滑稽な姿とは裏腹に、彼がいかに死を恐れ、精神をすり減らしながら毎日を生きているかが痛いほど伝わってきて、胸が苦しくなった。
「それで、どんな連絡きたの?」
布を丁寧に丸め直しながら、勇気君が問いかけてくる。
「えっと、その子は写真が二枚。それから、友達と連絡が取れなくなったから、どうしたらいいかって」
「あと四枚か」
「友達の枚数はわからない?」
「うん、わからない。……ちょっと待って、なんであと四枚なの?」
私は首を傾げた。
「その子は二枚だって言ってたよ。写真は全部で八枚だから、あと六枚だよね?」
「うん。でもあの日、顔のない男の写真が出てきて、俺のスマホの写真は六枚から四枚になってたんだ」
勇気君の顔から、スッと表情が抜け落ちた。
「顔のない写真が二枚。自分の写真が二枚。あと二枚増えたら終わり」
じわりと、背筋に冷たい汗が滲んだ。
「なんで、そんなことに?」
「さすがにそれは分かんない。それに……いや」
勇気君は何かを言いかけて、言葉を飲み込んだ。
「それで、その人達の名前は?」
「名前は聞きそびれちゃって。電話番号ならわかるよ」
「その番号教えて」
「さすがに、勝手に教えるのは……」
「有紀ちゃん、そんな場合じゃないんだけど」
焦燥感に駆られた強い口調で遮られ、私はハッと息を呑んだ。
「まあ……そうだよね」
命がかかっているのだ。
私はスマホを開き、着信履歴に残っていたあの電話番号を彼に見せた。
勇気君はすぐに自分の携帯を取り出し、勢いよく番号を打ち込んで発信ボタンを押した。
「でも、かけても出ないと思うよ」
勇気君が、なんで? という顔で私を見る。
「知らない番号からかかってきても、普通は出ないでしょ」
「いや、でるけど」
「普通は出ないの」
耳に携帯を当てたまま、勇気君はしばらくジリジリと待ち続けていたが、やがて舌打ちをして画面を下ろした。
「……そういうもんか。じゃ、有紀ちゃんがかけてよ」
「うん……わかった」
私は自分のスマホから発信したが、やはり何度コールが鳴っても彼女が出ることはなかった。

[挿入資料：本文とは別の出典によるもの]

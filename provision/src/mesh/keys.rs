use std::fmt;

use base64::{engine::general_purpose::STANDARD, Engine};
use rand::rngs::OsRng;
use rand::RngCore;
use x25519_dalek::{x25519, X25519_BASEPOINT_BYTES};

use crate::error::MeshError;

pub const KEY_LEN: usize = 32;

/// WireGuard key pair of one host
#[derive(Clone, PartialEq, Eq)]
pub struct HostKeyPair {
    private: [u8; KEY_LEN],
    public: [u8; KEY_LEN],
}

impl HostKeyPair {
    /// Build a key pair from raw scalar bytes, clamping them first
    pub fn from_private(private: [u8; KEY_LEN]) -> Self {
        let private = clamp(private);
        let public = x25519(private, X25519_BASEPOINT_BYTES);
        Self { private, public }
    }

    pub fn private_key(&self) -> &[u8; KEY_LEN] {
        &self.private
    }

    pub fn public_key(&self) -> &[u8; KEY_LEN] {
        &self.public
    }

    pub fn private_key_base64(&self) -> String {
        STANDARD.encode(self.private)
    }

    pub fn public_key_base64(&self) -> String {
        STANDARD.encode(self.public)
    }
}

impl fmt::Debug for HostKeyPair {
    fn fmt(&self, f: &mut fmt::Formatter<'_>) -> fmt::Result {
        f.debug_struct("HostKeyPair")
            .field("public", &self.public_key_base64())
            .field("private", &"<redacted>")
            .finish()
    }
}

/// Curve25519 scalar clamping
pub fn clamp(mut key: [u8; KEY_LEN]) -> [u8; KEY_LEN] {
    key[0] &= 248;
    key[31] = (key[31] & 127) | 64;
    key
}

/// Generates host key pairs from a random source
pub struct MeshKeyGenerator<R = OsRng> {
    rng: R,
}

impl MeshKeyGenerator<OsRng> {
    pub fn new() -> Self {
        Self { rng: OsRng }
    }
}

impl Default for MeshKeyGenerator<OsRng> {
    fn default() -> Self {
        Self::new()
    }
}

impl<R: RngCore> MeshKeyGenerator<R> {
    pub fn with_rng(rng: R) -> Self {
        Self { rng }
    }

    pub fn generate(&mut self) -> Result<HostKeyPair, MeshError> {
        let mut private = [0u8; KEY_LEN];
        self.rng
            .try_fill_bytes(&mut private)
            .map_err(|e| MeshError::Entropy(e.to_string()))?;
        Ok(HostKeyPair::from_private(private))
    }
}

親友が死んだ悲しみで塞ぎ込んでいるのか、それとも彼女の身にも何かが起きているのか。
「それなら、メッセージでも送っておいてもらえないかな。俺の番号からの電話に出るように」
「うん、いいけど」
私は画面を操作しながら、彼をジロリと睨みつけた。
「私の着信拒否は、外しててね」
「う……わかった」
勇気君はバツの悪そうな顔をして、携帯の画面から目を逸らした。